I love the micro-mesh for wetsanding... others swear by paper. The MM is, obviously, more expensive, but I get a good number of calls out of each so it isn't so bad. I buff on a wheel after MM. Tripoli then red jewellers rouge then carnauba wax (to add a little scratch protection). Instead of buff and polish many use HUT or Mothers Finest plastic polish and get equally good results.

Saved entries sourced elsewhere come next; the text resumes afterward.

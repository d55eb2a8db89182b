//! Input handling for the TUI.
//!
//! This module processes keyboard input and dispatches to the appropriate
//! handler based on current view and overlay.

use crate::app::{App, AppEvent, Prompt, View};
use crate::util::validate_url_for_open;
use anyhow::Result;
use crossterm::event::{KeyCode, KeyEvent, KeyModifiers};
use tokio::sync::mpsc;

use super::reader::render_markdown;
use super::tasks::{run_query, spawn_config_apply, spawn_config_load, spawn_query};
use super::Action;

/// Error message when the selected item has no link.
const ERR_ITEM_NO_LINK: &str = "Item has no link";

/// Main input dispatch function.
///
/// Overlays capture all keys while visible: help first, then an open prompt,
/// then the summary panel. Otherwise keys go to the current view.
pub(super) async fn handle_input(
    app: &mut App,
    key: KeyEvent,
    event_tx: &mpsc::Sender<AppEvent>,
) -> Result<Action> {
    if key.modifiers.contains(KeyModifiers::CONTROL) && key.code == KeyCode::Char('c') {
        return Ok(Action::Quit);
    }

    if app.show_help {
        if matches!(key.code, KeyCode::Esc | KeyCode::Char('q') | KeyCode::Char('?')) {
            app.show_help = false;
        }
        return Ok(Action::Continue);
    }

    if app.prompt.is_some() {
        handle_prompt_input(app, key.code, event_tx).await;
        return Ok(Action::Continue);
    }

    if app.show_summary {
        if matches!(key.code, KeyCode::Esc | KeyCode::Char('q') | KeyCode::Char('S')) {
            app.show_summary = false;
        }
        return Ok(Action::Continue);
    }

    match app.view {
        View::Browse => handle_browse_input(app, key.code, event_tx).await,
        View::Reader => handle_reader_input(app, key, event_tx).await,
        View::Settings => Ok(handle_settings_input(app, key.code, event_tx)),
    }
}

/// Handle input in the browse view (group tabs + item list).
async fn handle_browse_input(
    app: &mut App,
    code: KeyCode,
    event_tx: &mpsc::Sender<AppEvent>,
) -> Result<Action> {
    match code {
        KeyCode::Char('q') => return Ok(Action::Quit),
        KeyCode::Char('j') | KeyCode::Down => app.step_item(true),
        KeyCode::Char('k') | KeyCode::Up => app.step_item(false),
        KeyCode::Tab | KeyCode::Char('l') | KeyCode::Right => app.cycle_group(true).await,
        KeyCode::BackTab | KeyCode::Char('h') | KeyCode::Left => app.cycle_group(false).await,
        KeyCode::Enter => {
            app.open_selected().await;
        }
        KeyCode::Char('m') => {
            if app.mark_selected_read().await {
                app.set_status("Marked as read");
            }
        }
        KeyCode::Char('M') => {
            let count = app.mark_group_read().await;
            if count > 0 {
                app.set_status(format!("Marked {} items as read", count));
            }
        }
        KeyCode::Char('g') => match app.cycle_group_label().await {
            Some(label) => app.set_status(format!("Grouping by {}", label)),
            None => app.set_status("No other label to group by"),
        },
        KeyCode::Char('t') => {
            let lookback = app.cycle_lookback();
            app.set_status(format!("Showing the last {}", lookback.label()));
            run_query(app, event_tx, false).await;
        }
        KeyCode::Char('/') => {
            if app.config.disable_search {
                app.set_status("Search is disabled");
            } else {
                app.prompt = Some(Prompt::Search {
                    input: app.params.query.clone(),
                });
            }
        }
        KeyCode::Esc => {
            if !app.params.query.is_empty() {
                app.params.query.clear();
                run_query(app, event_tx, false).await;
            }
        }
        KeyCode::Char('r') => {
            app.set_status("Refreshing...");
            run_query(app, event_tx, true).await;
        }
        KeyCode::Char('S') => {
            if app.response.summary.trim().is_empty() {
                app.set_status("No summary for this result set");
            } else {
                if app.summary_lines.is_empty() {
                    app.summary_lines = render_markdown(&app.response.summary);
                }
                app.show_summary = true;
            }
        }
        KeyCode::Char('o') => {
            let link = app.selection.selected_item().and_then(|i| i.link().map(str::to_string));
            open_link(app, link.as_deref());
        }
        KeyCode::Char('s') => {
            if app.enter_settings() {
                spawn_config_load(app, event_tx);
            }
        }
        KeyCode::Char('?') => app.show_help = true,
        _ => {}
    }
    Ok(Action::Continue)
}

/// Handle input in the reader view.
async fn handle_reader_input(
    app: &mut App,
    key: KeyEvent,
    event_tx: &mpsc::Sender<AppEvent>,
) -> Result<Action> {
    let ctrl = key.modifiers.contains(KeyModifiers::CONTROL);
    match key.code {
        KeyCode::Esc | KeyCode::Char('b') | KeyCode::Char('q') | KeyCode::Backspace => {
            if app.exit_reader().await {
                spawn_query(app, event_tx);
            }
        }
        KeyCode::Char('n') | KeyCode::Right => {
            app.reader_next().await;
        }
        KeyCode::Char('d') if ctrl => {
            let page = app.reader_visible_lines.max(2) / 2;
            app.scroll_down(page);
            app.clamp_reader_scroll();
        }
        KeyCode::Char('u') if ctrl => {
            let page = app.reader_visible_lines.max(2) / 2;
            app.scroll_up(page);
        }
        KeyCode::Char('j') | KeyCode::Down => {
            app.scroll_down(1);
            app.clamp_reader_scroll();
        }
        KeyCode::Char('k') | KeyCode::Up => app.scroll_up(1),
        KeyCode::PageDown | KeyCode::Char(' ') => {
            app.scroll_down(app.reader_visible_lines.max(1));
            app.clamp_reader_scroll();
        }
        KeyCode::PageUp => app.scroll_up(app.reader_visible_lines.max(1)),
        KeyCode::Char('o') => {
            let link = app
                .reader_item
                .as_ref()
                .and_then(|i| i.link().map(str::to_string));
            open_link(app, link.as_deref());
        }
        KeyCode::Char('?') => app.show_help = true,
        _ => {}
    }
    Ok(Action::Continue)
}

/// Handle input in the settings view.
fn handle_settings_input(
    app: &mut App,
    code: KeyCode,
    event_tx: &mpsc::Sender<AppEvent>,
) -> Action {
    match code {
        KeyCode::Esc | KeyCode::Char('b') => {
            app.view = View::Browse;
            if app.settings.is_dirty() {
                app.set_status("Unapplied configuration changes kept as draft");
            }
        }
        KeyCode::Char('q') => return Action::Quit,
        KeyCode::Char('j') | KeyCode::Down => {
            let count = app.settings.current().map_or(0, |d| d.sources().len());
            if app.settings.selected_source + 1 < count {
                app.settings.selected_source += 1;
            }
        }
        KeyCode::Char('k') | KeyCode::Up => {
            app.settings.selected_source = app.settings.selected_source.saturating_sub(1);
        }
        KeyCode::Char('a') => {
            if app.config.disable_add_source {
                app.set_status("Adding sources is disabled");
            } else if app.settings.current().is_none() {
                app.set_status("Configuration not loaded yet");
            } else {
                app.prompt = Some(Prompt::AddSourceName {
                    input: String::new(),
                });
            }
        }
        KeyCode::Char('e') => {
            if app.settings.current().is_some() {
                return Action::EditConfig;
            }
            app.set_status("Configuration not loaded yet");
        }
        KeyCode::Char('w') => {
            if app.settings.applying {
                app.set_status("Apply already in progress");
            } else if spawn_config_apply(app, event_tx) {
                app.set_status("Applying configuration...");
            } else {
                app.set_status("Nothing to apply");
            }
        }
        KeyCode::Char('u') => {
            if app.settings.draft.take().is_some() {
                app.set_status("Draft discarded");
            }
        }
        KeyCode::Char('r') => spawn_config_load(app, event_tx),
        KeyCode::Char('?') => app.show_help = true,
        _ => {}
    }
    Action::Continue
}

/// Handle input while a text prompt is open.
async fn handle_prompt_input(app: &mut App, code: KeyCode, event_tx: &mpsc::Sender<AppEvent>) {
    let Some(prompt) = app.prompt.as_mut() else {
        return;
    };

    match code {
        KeyCode::Esc => {
            app.prompt = None;
        }
        KeyCode::Backspace => {
            prompt_input(prompt).pop();
        }
        KeyCode::Char(c) => {
            prompt_input(prompt).push(c);
        }
        KeyCode::Enter => {
            let Some(prompt) = app.prompt.take() else {
                return;
            };
            submit_prompt(app, prompt, event_tx).await;
        }
        _ => {}
    }
}

fn prompt_input(prompt: &mut Prompt) -> &mut String {
    match prompt {
        Prompt::Search { input }
        | Prompt::AddSourceName { input }
        | Prompt::AddSourceUrl { input, .. } => input,
    }
}

async fn submit_prompt(app: &mut App, prompt: Prompt, event_tx: &mpsc::Sender<AppEvent>) {
    match prompt {
        Prompt::Search { input } => match app.set_search(&input) {
            Ok(()) => run_query(app, event_tx, false).await,
            Err(e) => {
                app.set_status(e);
                app.prompt = Some(Prompt::Search { input });
            }
        },
        Prompt::AddSourceName { input } => {
            let name = input.trim().to_string();
            if name.is_empty() {
                app.set_status("Source name must not be empty");
                app.prompt = Some(Prompt::AddSourceName { input });
            } else {
                app.prompt = Some(Prompt::AddSourceUrl {
                    name,
                    input: String::new(),
                });
            }
        }
        Prompt::AddSourceUrl { name, input } => match app.add_source(&name, input.trim()) {
            Ok(()) => app.set_status(format!("Added {}, press w to apply", name)),
            Err(e) => {
                app.set_status(e.to_string());
                app.prompt = Some(Prompt::AddSourceUrl { name, input });
            }
        },
    }
}

fn open_link(app: &mut App, link: Option<&str>) {
    let Some(url) = link else {
        app.set_status(ERR_ITEM_NO_LINK);
        return;
    };
    // Only http(s) links reach the system opener.
    match validate_url_for_open(url) {
        Ok(url) => {
            if let Err(e) = open::that(url.as_str()) {
                app.set_status(format!("Failed to open browser: {}", e));
            }
        }
        Err(e) => app.set_status(e.to_string()),
    }
}

#[cfg(test)]
mod tests {
    use super::*;
    use crate::api::QueryResponse;
    use crate::config::Config;
    use crate::model::{FeedItem, Labels};
    use crate::storage::Database;
    use pretty_assertions::assert_eq;

    async fn loaded_app() -> (App, mpsc::Sender<AppEvent>, mpsc::Receiver<AppEvent>) {
        let db = Database::open(":memory:").await.unwrap();
        let mut app = App::new(Config::default(), db).await.unwrap();
        let feeds = ["a", "b"]
            .iter()
            .map(|t| {
                FeedItem::new(
                    [("title", *t), ("source", "s")].into_iter().collect::<Labels>(),
                    "2024-05-01T10:00:00Z",
                )
            })
            .collect();
        let generation = app.begin_query();
        let key = app.params.cache_key();
        app.apply_query_result(
            generation,
            key,
            Ok(QueryResponse {
                summary: "**hi**".into(),
                feeds,
                count: 2,
            }),
        )
        .await;
        let (tx, rx) = mpsc::channel(8);
        (app, tx, rx)
    }

    fn press(code: KeyCode) -> KeyEvent {
        KeyEvent::new(code, KeyModifiers::NONE)
    }

    #[tokio::test]
    async fn test_quit_from_browse() {
        let (mut app, tx, _rx) = loaded_app().await;
        let action = handle_input(&mut app, press(KeyCode::Char('q')), &tx).await.unwrap();
        assert!(matches!(action, Action::Quit));
    }

    #[tokio::test]
    async fn test_help_overlay_captures_keys() {
        let (mut app, tx, _rx) = loaded_app().await;
        handle_input(&mut app, press(KeyCode::Char('?')), &tx).await.unwrap();
        assert!(app.show_help);
        let action = handle_input(&mut app, press(KeyCode::Char('j')), &tx).await.unwrap();
        assert!(matches!(action, Action::Continue));
        assert_eq!(app.selection.selected_item().map(FeedItem::title), Some("a"));
        handle_input(&mut app, press(KeyCode::Esc), &tx).await.unwrap();
        assert!(!app.show_help);
    }

    #[tokio::test]
    async fn test_search_disabled_by_config() {
        let (mut app, tx, _rx) = loaded_app().await;
        app.config.disable_search = true;
        handle_input(&mut app, press(KeyCode::Char('/')), &tx).await.unwrap();
        assert!(app.prompt.is_none());
    }

    #[tokio::test]
    async fn test_search_prompt_typing_and_cancel() {
        let (mut app, tx, _rx) = loaded_app().await;
        handle_input(&mut app, press(KeyCode::Char('/')), &tx).await.unwrap();
        for c in "rs".chars() {
            handle_input(&mut app, press(KeyCode::Char(c)), &tx).await.unwrap();
        }
        assert_eq!(
            app.prompt,
            Some(Prompt::Search {
                input: "rs".to_string()
            })
        );
        handle_input(&mut app, press(KeyCode::Esc), &tx).await.unwrap();
        assert!(app.prompt.is_none());
        assert!(app.params.query.is_empty());
    }

    #[tokio::test]
    async fn test_summary_toggle_renders_markdown() {
        let (mut app, tx, _rx) = loaded_app().await;
        handle_input(&mut app, press(KeyCode::Char('S')), &tx).await.unwrap();
        assert!(app.show_summary);
        assert!(!app.summary_lines.is_empty());
        handle_input(&mut app, press(KeyCode::Char('S')), &tx).await.unwrap();
        assert!(!app.show_summary);
    }

    #[tokio::test]
    async fn test_enter_then_back_round_trip() {
        let (mut app, tx, _rx) = loaded_app().await;
        handle_input(&mut app, press(KeyCode::Enter), &tx).await.unwrap();
        assert_eq!(app.view, View::Reader);
        handle_input(&mut app, press(KeyCode::Esc), &tx).await.unwrap();
        assert_eq!(app.view, View::Browse);
        assert_eq!(app.unread, 1);
    }

    #[tokio::test]
    async fn test_add_source_prompt_requires_loaded_config() {
        let (mut app, tx, _rx) = loaded_app().await;
        app.view = View::Settings;
        handle_input(&mut app, press(KeyCode::Char('a')), &tx).await.unwrap();
        assert!(app.prompt.is_none());

        let generation = app.begin_config_load();
        app.apply_config_loaded(generation, Ok(serde_json::json!({})));
        handle_input(&mut app, press(KeyCode::Char('a')), &tx).await.unwrap();
        for c in "hn".chars() {
            handle_input(&mut app, press(KeyCode::Char(c)), &tx).await.unwrap();
        }
        handle_input(&mut app, press(KeyCode::Enter), &tx).await.unwrap();
        assert!(matches!(app.prompt, Some(Prompt::AddSourceUrl { ref name, .. }) if name == "hn"));
    }
}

Bottom line, I don't think MM and buffing wheels are required for achieving what you want, though I do like them. Where in NC are you? If close enough to SE NC, I'd be glad to have you for a visit... or there is a group of callmakers from NC/SC/VA that will be getting together up near Jacksonville in a few months.

Reactions: Thank You! 1


----------



## jbowers (Nov 27, 2014)

I'm from Lexington about 20 minutes south of Winston Salem


----------



## SENC (Nov 27, 2014)

Maybe not worth a 2 hour drive just to experiment with MM and buffing wheels... but the callmakers "turnathon" in late February might be of interest. If you're not already using the THO game calls forum, you should check it out - there are some great resources there. Scroll down on the main forum page and look for the section titled "2015 NC Turnathon" for details and dates in the get-together. Last year was the first year we did this in NC, and we had a ball. Last year there were 5 or 6 of us in attendance, turning calls and sharing tips and techniques. Hopefully we'll add a few more this year.

Reactions: Like 1


----------



## axelsmith1 (Nov 27, 2014)

I think you made the right call on keeping the lines simple! With that finish and figure lets the piece of wood speak for its self

Reactions: Like 1


----------



## Tclem (Nov 27, 2014)

jbowers said:


> I think I may need to either get a micro mesh polishing kit or a buffing wheel. I think I could get a little more shine if I did. If anyone has any advice on them I would be glad to hear what you think


Andrew from Haddenhailers has a video on YouTube that I use and I think I get a pretty good shine. Not saying it is the only way but look at his calls

Reactions: Like 1 | Agree 1


----------



## manbuckwal (Nov 28, 2014)

Nice work Josh!

Reactions: Thank You! 1


----------



## bearmanric (Nov 29, 2014)

Looks great. Love stabilizing. Rick

Reactions: Thank You! 1


----------



## DavidDobbs (Nov 29, 2014)

Wow turned out really nice!

Reactions: Thank You! 1


----------